Goodman has been learning about law enforcement since he was a middle school student. His dad, Richard Goodman, was a Salem Police Officer from 1993-2004 and during that time, David was a member of the department’s Explorer Post that is designed to give teenagers an up-close look at police work.

“I don’t think I graduated from high school wanting to be a police officer, but I have always had a heart of service to help others and law enforcement has been a way for me to provide that assistance,” he says. “Because of my dad, I always knew the department held its officers to a higher standard and that the Salem community always supported the police. Plus, I always had a passion for working with kids, so this allowed me to be a public servant and work with young people.”

Born in Charleston, South Carolina, Goodman was raised in the Roanoke Valley and attended East Salem Elementary for a short time before enrolling in Roanoke City Schools. He spent his high school days at William Fleming and ran track and played football for the Colonels before graduating in 2007. Goodman began his law enforcement career at age 20, working for then-Sheriff Ronnie Sprinkle at the Botetourt County Sheriff’s Office.

He joined Salem’s Police Department in 2016 and made his mark before graduating from the Cardinal Academy’s Law Enforcement program. While traveling through Roanoke with one of his daughters, he saw a man lying on the side of the road suffering from a gunshot wound. Goodman stopped to assist the man and to also calm and comfort the young children who had gathered near the scene.

“God puts us in different places at different times for a variety of reasons,” he says.

Goodman’s pastor Rev. Melton Johnson can attest to that. He has watched Goodman grow as a man in his First Baptist congregation on South Broad Street in Salem.

“David serves as a trustee and a mentor to our youth at First Baptist,” says Pastor Johnson. “He is conscientious and detail oriented and those traits have allowed him to serve God, the church and our community.”

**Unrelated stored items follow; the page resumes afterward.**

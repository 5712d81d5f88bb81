use arrow_schema::{DataType, Field, Schema};
use std::sync::Arc;

pub fn build_documents_schema(dim: usize) -> Arc<Schema> {
	let dim = i32::try_from(dim).unwrap_or(i32::MAX);
	Arc::new(Schema::new(vec![
		Field::new("id", DataType::Utf8, false),
		Field::new("text", DataType::Utf8, false),
		Field::new("metadata", DataType::Utf8, false),
		Field::new("vector", DataType::FixedSizeList(Arc::new(Field::new("item", DataType::Float32, true)), dim), true),
	]))
}

/// Vector width of an existing table, if it has a fixed-size `vector` column.
pub fn stored_vector_dim(schema: &Schema) -> Option<usize> {
	match schema.field_with_name("vector").map(|f| f.data_type()) {
		Ok(DataType::FixedSizeList(_, n)) => usize::try_from(*n).ok(),
		_ => None,
	}
}
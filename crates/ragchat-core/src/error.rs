use thiserror::Error;

#[derive(Debug, Error)]
pub enum Error {
    #[error("Embedding failed: {0}")]
    Embedding(String),

    #[error("Dimension mismatch: expected {expected}, got {actual}")]
    DimensionMismatch { expected: usize, actual: usize },

    #[error("Invalid vector: {0}")]
    InvalidVector(String),

    #[error("Index is empty")]
    IndexEmpty,

    #[error("Invalid query: {0}")]
    InvalidQuery(String),

    #[error("Generation failed: {0}")]
    Generation(String),

    #[error("Invalid configuration: {0}")]
    InvalidConfig(String),

    #[error("Storage error: {0}")]
    Storage(String),
}

impl Error {
    /// Stable label for the error category, used in stage events and logs.
    pub fn kind(&self) -> &'static str {
        match self {
            Error::Embedding(_) => "embedding_error",
            Error::DimensionMismatch { .. } => "dimension_mismatch",
            Error::InvalidVector(_) => "invalid_vector",
            Error::IndexEmpty => "index_empty",
            Error::InvalidQuery(_) => "invalid_query",
            Error::Generation(_) => "generation_error",
            Error::InvalidConfig(_) => "invalid_config",
            Error::Storage(_) => "storage_error",
        }
    }

    pub fn storage<E: std::fmt::Display>(err: E) -> Self {
        Error::Storage(err.to_string())
    }
}

pub type Result<T> = std::result::Result<T, Error>;
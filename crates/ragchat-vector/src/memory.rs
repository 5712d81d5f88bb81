//! Exact in-process vector index with JSON snapshots.
//!
//! Entries live behind `Arc` in a map guarded by a `tokio::sync::RwLock`.
//! Searches hold the read lock only while scoring; each upsert/delete swaps a
//! single map entry under the write lock without awaiting in between, so a
//! cancelled caller can never leave a half-written entry behind.

use async_trait::async_trait;
use serde::{Deserialize, Serialize};
use std::collections::HashMap;
use std::path::Path;
use std::sync::Arc;
use tokio::sync::RwLock;

use ragchat_core::config::SimilarityMetric;
use ragchat_core::error::{Error, Result};
use ragchat_core::traits::VectorIndex;
use ragchat_core::types::{Document, Metadata, ScoredPassage, Vector};

use crate::metric::{finalize, similarity, validate_vector};

#[derive(Debug, Serialize, Deserialize)]
struct Entry {
    document: Document,
    vector: Vector,
}

#[derive(Serialize, Deserialize)]
struct Snapshot {
    dim: usize,
    metric: SimilarityMetric,
    entries: Vec<Entry>,
}

pub struct MemoryIndex {
    dim: usize,
    metric: SimilarityMetric,
    entries: RwLock<HashMap<String, Arc<Entry>>>,
}

impl MemoryIndex {
    pub fn new(dim: usize, metric: SimilarityMetric) -> Self {
        Self { dim, metric, entries: RwLock::new(HashMap::new()) }
    }

    pub fn metric(&self) -> SimilarityMetric {
        self.metric
    }

    /// Load a snapshot written by [`MemoryIndex::save`]. A missing file yields an
    /// empty index; a snapshot of another dimensionality is a config error.
    pub async fn load_or_new(path: &Path, dim: usize, metric: SimilarityMetric) -> Result<Self> {
        let raw = match tokio::fs::read(path).await {
            Ok(raw) => raw,
            Err(e) if e.kind() == std::io::ErrorKind::NotFound => {
                tracing::debug!(path = %path.display(), "no snapshot, starting empty");
                return Ok(Self::new(dim, metric));
            }
            Err(e) => return Err(Error::Storage(format!("{}: {}", path.display(), e))),
        };
        let snapshot: Snapshot = serde_json::from_slice(&raw).map_err(Error::storage)?;
        if snapshot.dim != dim {
            return Err(Error::InvalidConfig(format!(
                "snapshot {} has dim {}, embedder produces {}",
                path.display(),
                snapshot.dim,
                dim
            )));
        }
        if snapshot.metric != metric {
            tracing::warn!(stored = ?snapshot.metric, configured = ?metric, "snapshot metric differs, using configured metric");
        }
        let mut map = HashMap::with_capacity(snapshot.entries.len());
        for entry in snapshot.entries {
            validate_vector(dim, &entry.vector)?;
            map.insert(entry.document.id.clone(), Arc::new(entry));
        }
        tracing::info!(path = %path.display(), documents = map.len(), "loaded index snapshot");
        Ok(Self { dim, metric, entries: RwLock::new(map) })
    }

    /// Write all entries as JSON, via a temporary file renamed into place.
    pub async fn save(&self, path: &Path) -> Result<()> {
        let json = {
            let entries = self.entries.read().await;
            let mut sorted: Vec<&Entry> = entries.values().map(|e| &**e).collect();
            sorted.sort_by(|a, b| a.document.id.cmp(&b.document.id));
            let snapshot = SnapshotRef { dim: self.dim, metric: self.metric, entries: sorted };
            serde_json::to_vec(&snapshot).map_err(Error::storage)?
        };
        if let Some(parent) = path.parent().filter(|p| !p.as_os_str().is_empty()) {
            tokio::fs::create_dir_all(parent).await.map_err(Error::storage)?;
        }
        let tmp = path.with_extension("json.tmp");
        tokio::fs::write(&tmp, json).await.map_err(Error::storage)?;
        tokio::fs::rename(&tmp, path).await.map_err(Error::storage)?;
        Ok(())
    }
}

#[derive(Serialize)]
struct SnapshotRef<'a> {
    dim: usize,
    metric: SimilarityMetric,
    entries: Vec<&'a Entry>,
}

#[async_trait]
impl VectorIndex for MemoryIndex {
    fn dim(&self) -> usize {
        self.dim
    }

    async fn upsert(&self, document: Document, vector: Vector) -> Result<()> {
        validate_vector(self.dim, &vector)?;
        let entry = Arc::new(Entry { document, vector });
        let id = entry.document.id.clone();
        self.entries.write().await.insert(id, entry);
        Ok(())
    }

    async fn search(&self, query: &[f32], top_k: usize) -> Result<Vec<ScoredPassage>> {
        validate_vector(self.dim, query)?;
        let mut scored: Vec<(f32, Arc<Entry>)> = {
            let entries = self.entries.read().await;
            if entries.is_empty() {
                return Err(Error::IndexEmpty);
            }
            entries
                .values()
                .map(|e| (similarity(self.metric, query, &e.vector), Arc::clone(e)))
                .collect()
        };
        // only the survivors' documents are cloned
        scored.sort_by(|(sa, a), (sb, b)| sb.total_cmp(sa).then_with(|| a.document.id.cmp(&b.document.id)));
        scored.truncate(top_k);
        let passages = scored
            .into_iter()
            .map(|(score, e)| ScoredPassage { document: e.document.clone(), score, rank: 0 })
            .collect();
        Ok(finalize(passages, top_k))
    }

    async fn delete(&self, id: &str) -> Result<()> {
        if self.entries.write().await.remove(id).is_none() {
            tracing::debug!(id, "delete of absent document ignored");
        }
        Ok(())
    }

    async fn delete_where(&self, filters: &Metadata) -> Result<usize> {
        if filters.is_empty() {
            return Ok(0);
        }
        let mut entries = self.entries.write().await;
        let before = entries.len();
        entries.retain(|_, e| !e.document.matches(filters));
        Ok(before - entries.len())
    }

    async fn len(&self) -> Result<usize> {
        Ok(self.entries.read().await.len())
    }
}

#[cfg(test)]
mod tests {
    use super::*;

    #[tokio::test]
    async fn upsert_replaces_vector_for_same_id() {
        let index = MemoryIndex::new(2, SimilarityMetric::Cosine);
        index.upsert(Document::new("a", "first"), vec![1.0, 0.0]).await.unwrap();
        index.upsert(Document::new("a", "second"), vec![0.0, 1.0]).await.unwrap();
        assert_eq!(index.len().await.unwrap(), 1);
        let hits = index.search(&[0.0, 1.0], 1).await.unwrap();
        assert_eq!(hits[0].document.text, "second");
        assert!((hits[0].score - 1.0).abs() < 1e-6);
    }
}
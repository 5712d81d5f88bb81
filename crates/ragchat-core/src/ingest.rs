//! Turns a directory of plain-text files into indexable documents.
//!
//! Files are split on blank lines into paragraphs, which are packed into
//! chunks of at most `chunk_size` characters. A paragraph longer than a chunk
//! is split on word boundaries with `chunk_overlap` characters carried over.
//! Chunk ids are `{relative_path}:{chunk_index}`.

use std::fs;
use std::path::{Path, PathBuf};

use crate::config::IngestSettings;
use crate::error::{Error, Result};
use crate::types::Document;

const EXTENSIONS: [&str; 2] = ["txt", "md"];

#[derive(Debug, Clone)]
pub struct ChunkingConfig {
    pub chunk_size: usize,
    pub chunk_overlap: usize,
}

impl Default for ChunkingConfig {
    fn default() -> Self {
        let s = IngestSettings::default();
        Self { chunk_size: s.chunk_size, chunk_overlap: s.chunk_overlap }
    }
}

impl From<&IngestSettings> for ChunkingConfig {
    fn from(s: &IngestSettings) -> Self {
        Self { chunk_size: s.chunk_size, chunk_overlap: s.chunk_overlap }
    }
}

#[derive(Default)]
pub struct DocumentLoader {
    chunking: ChunkingConfig,
}

impl DocumentLoader {
    pub fn new(chunking: ChunkingConfig) -> Self {
        Self { chunking }
    }

    pub fn load_directory(&self, data_dir: &Path) -> Result<Vec<Document>> {
        self.load_files(data_dir, self.list_files(data_dir))
    }

    pub fn load_directory_limited(&self, data_dir: &Path, limit: usize) -> Result<Vec<Document>> {
        let mut files = self.list_files(data_dir);
        if files.len() > limit {
            files.truncate(limit);
            tracing::info!(limit, "limited ingestion to first files");
        }
        self.load_files(data_dir, files)
    }

    fn load_files(&self, data_dir: &Path, files: Vec<PathBuf>) -> Result<Vec<Document>> {
        if files.is_empty() {
            tracing::warn!(dir = %data_dir.display(), "no text files found");
            return Ok(vec![]);
        }
        let mut documents = Vec::new();
        for (file_index, file_path) in files.iter().enumerate() {
            tracing::debug!(file = %file_path.display(), n = file_index + 1, of = files.len(), "processing file");
            let content = read_file_content(file_path)?;
            let relative = file_path.strip_prefix(data_dir).unwrap_or(file_path);
            documents.extend(self.chunk_file(&content, relative));
        }
        tracing::info!(files = files.len(), documents = documents.len(), "loaded documents");
        Ok(documents)
    }

    /// Chunk one file's content into documents keyed by its relative path,
    /// extension included, so `guide.txt` and `guide.md` stay distinct.
    pub fn chunk_file(&self, content: &str, relative: &Path) -> Vec<Document> {
        let category = relative
            .parent()
            .and_then(|p| p.to_str())
            .filter(|p| !p.is_empty())
            .map_or_else(|| "misc".to_string(), |p| p.replace('\\', "/"));
        let source = relative.to_string_lossy().replace('\\', "/");

        let chunks = self.chunk_text(content);
        let total = chunks.len();
        chunks
            .into_iter()
            .enumerate()
            .map(|(i, text)| {
                Document::new(format!("{source}:{i}"), text)
                    .with_meta("source", source.clone())
                    .with_meta("category", category.clone())
                    .with_meta("chunk_index", i as i64)
                    .with_meta("total_chunks", total as i64)
            })
            .collect()
    }

    /// Paragraph-packed chunks of at most `chunk_size` characters.
    pub fn chunk_text(&self, content: &str) -> Vec<String> {
        let max = self.chunking.chunk_size;
        let mut chunks = Vec::new();
        let mut current = String::new();
        for paragraph in content.split("\n\n").map(str::trim).filter(|p| !p.is_empty()) {
            let para_len = paragraph.chars().count();
            if para_len > max {
                if !current.is_empty() {
                    chunks.push(std::mem::take(&mut current));
                }
                chunks.extend(self.split_with_overlap(paragraph));
                continue;
            }
            let joined_len = if current.is_empty() { para_len } else { current.chars().count() + 2 + para_len };
            if joined_len > max {
                chunks.push(std::mem::take(&mut current));
            }
            if !current.is_empty() {
                current.push_str("\n\n");
            }
            current.push_str(paragraph);
        }
        if !current.is_empty() {
            chunks.push(current);
        }
        chunks
    }

    fn split_with_overlap(&self, paragraph: &str) -> Vec<String> {
        let max = self.chunking.chunk_size;
        let overlap = self.chunking.chunk_overlap;
        let words: Vec<&str> = paragraph.split_whitespace().collect();
        let mut chunks = Vec::new();
        let mut start = 0;
        while start < words.len() {
            let mut end = start;
            let mut len = 0usize;
            while end < words.len() {
                let add = words[end].chars().count() + usize::from(end > start);
                if len + add > max && end > start {
                    break;
                }
                len += add;
                end += 1;
            }
            chunks.extend(hard_wrap(&words[start..end].join(" "), max));
            if end >= words.len() {
                break;
            }
            // step back over trailing words until `overlap` characters are repeated
            let mut back = end;
            let mut carried = 0usize;
            while back > start + 1 && carried + words[back - 1].chars().count() < overlap {
                carried += words[back - 1].chars().count() + 1;
                back -= 1;
            }
            start = back;
        }
        chunks
    }

    fn list_files(&self, root: &Path) -> Vec<PathBuf> {
        let mut files: Vec<PathBuf> = walkdir::WalkDir::new(root)
            .into_iter()
            .filter_map(|e| e.ok())
            .filter(|e| e.file_type().is_file())
            .map(|e| e.into_path())
            .filter(|p| p.extension().and_then(|s| s.to_str()).is_some_and(|ext| EXTENSIONS.contains(&ext)))
            .collect();
        files.sort();
        files
    }
}

/// A single word longer than the chunk size is cut into `max`-character pieces.
fn hard_wrap(chunk: &str, max: usize) -> Vec<String> {
    let chars: Vec<char> = chunk.chars().collect();
    if chars.len() <= max {
        return vec![chunk.to_string()];
    }
    chars.chunks(max).map(|piece| piece.iter().collect()).collect()
}

fn read_file_content(file_path: &Path) -> Result<String> {
    match fs::read_to_string(file_path) {
        Ok(content) => Ok(content),
        Err(_) => {
            let bytes = fs::read(file_path).map_err(|e| Error::Storage(format!("{}: {}", file_path.display(), e)))?;
            Ok(String::from_utf8_lossy(&bytes).to_string())
        }
    }
}

#[cfg(test)]
mod tests {
    use super::*;

    fn loader(size: usize, overlap: usize) -> DocumentLoader {
        DocumentLoader::new(ChunkingConfig { chunk_size: size, chunk_overlap: overlap })
    }

    #[test]
    fn small_paragraphs_are_packed() {
        let chunks = loader(100, 10).chunk_text("alpha\n\nbravo\n\n\n\ncharlie");
        assert_eq!(chunks, vec!["alpha\n\nbravo\n\ncharlie".to_string()]);
    }

    #[test]
    fn long_paragraph_is_split_with_overlap() {
        let text = (0..40).map(|i| format!("w{i:02}")).collect::<Vec<_>>().join(" ");
        let chunks = loader(30, 8).chunk_text(&text);
        assert!(chunks.len() > 1);
        for c in &chunks {
            assert!(c.chars().count() <= 30, "chunk too long: {c}");
        }
        let second_first = chunks[1].split_whitespace().next().unwrap_or_default();
        assert!(chunks[0].contains(second_first), "second chunk repeats the tail of the first");
        assert!(chunks.last().unwrap_or(&String::new()).ends_with("w39"));
    }

    #[test]
    fn oversized_word_is_hard_wrapped() {
        let chunks = loader(5, 1).chunk_text("abcdefghij");
        assert_eq!(chunks, vec!["abcde".to_string(), "fghij".to_string()]);
    }
}
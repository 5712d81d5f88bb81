#![deny(warnings)]
#![deny(dead_code)]
#![deny(unused_variables)]
#![deny(unused_imports)]

pub mod config;
pub mod error;
pub mod ingest;
pub mod traits;
pub mod types;

pub use error::{Error, Result};
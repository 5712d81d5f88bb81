//! Writes loaded chunks into an index, replacing what a source held before.

use ragchat_core::error::Result;
use ragchat_core::traits::{Embedder, VectorIndex};
use ragchat_core::types::{Document, Metadata, MetadataValue};

#[derive(Debug, Default, Clone, Copy, PartialEq, Eq)]
pub struct IngestReport {
    pub indexed: usize,
    pub skipped: usize,
    /// Chunks removed from earlier ingests of the same sources.
    pub replaced: usize,
}

/// Embed and upsert `documents`. Every chunk previously stored under one of
/// their `source` values is deleted first, so a file that shrank leaves no
/// orphaned higher-index chunks behind. Chunks that fail to embed are skipped.
pub async fn index_documents(
    embedder: &dyn Embedder,
    index: &dyn VectorIndex,
    documents: Vec<Document>,
    mut on_progress: impl FnMut(),
) -> Result<IngestReport> {
    let mut report = IngestReport::default();
    let mut sources: Vec<&MetadataValue> = Vec::new();
    for source in documents.iter().filter_map(|d| d.metadata.get("source")) {
        if !sources.contains(&source) {
            sources.push(source);
        }
    }
    for source in sources {
        let mut filter = Metadata::new();
        filter.insert("source".into(), source.clone());
        report.replaced += index.delete_where(&filter).await?;
    }
    if report.replaced > 0 {
        tracing::debug!(replaced = report.replaced, "removed previous chunks");
    }

    for doc in documents {
        match embedder.embed(&doc.text).await {
            Ok(vector) => {
                index.upsert(doc, vector).await?;
                report.indexed += 1;
            }
            Err(e) => {
                tracing::warn!(id = %doc.id, error = %e, "skipping chunk");
                report.skipped += 1;
            }
        }
        on_progress();
    }
    Ok(report)
}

“I wouldn’t be half the person I am if I didn’t have a support network around me,” says Goodman. “My fiancée and family support me and pray for me and I have had several great mentors along the way who have helped mold me.”

Goodman, 32, is well-aware of the current events that have shaped discussions about law enforcement throughout the nation in the past year. He has seen the violence and he has heard the often-hateful rhetoric. He also has worked to be part of the solution. He and Sgt. Stan Malek lead the Salem Police Department’s community program known as “Culture.” The acronym stands for Community Understanding and Leadership Through Unbiased Response and Engagement.

“I try to understand both sides of these arguments, but to me, all lives matter,” says Goodman. “People want to be heard and ‘Culture’ allows people to respectfully talk to us in a casual atmosphere.”

Goodman admits he is both humbled by and appreciative of the honor his fellow officers have bestowed upon him. He also is particularly grateful to serve in a community that value resource officers as much as Salem does.

“Everybody works together for a common goal in Salem,” he says. “The school division, the teachers, the administrators, and the police department all want resource officers in the schools. It is important for us to be there and I commend Salem for making this a priority.”

“I have known Senior Officer Goodman since he was a teenager and it has been a true privilege to see him develop into the humble, hard-working and loyal man he is today,” says Mike Crawley, Salem Police Chief. “He is unlike many people we currently see in the work force in that he takes ownership of a problem when he sees one and doesn’t wait for someone else for fix it. He has that ‘guardian’ mindset you cannot teach, and we are truly blessed to have him in Salem.”

The Salem-Roanoke County Chamber of Commerce will honor Goodman formally in April.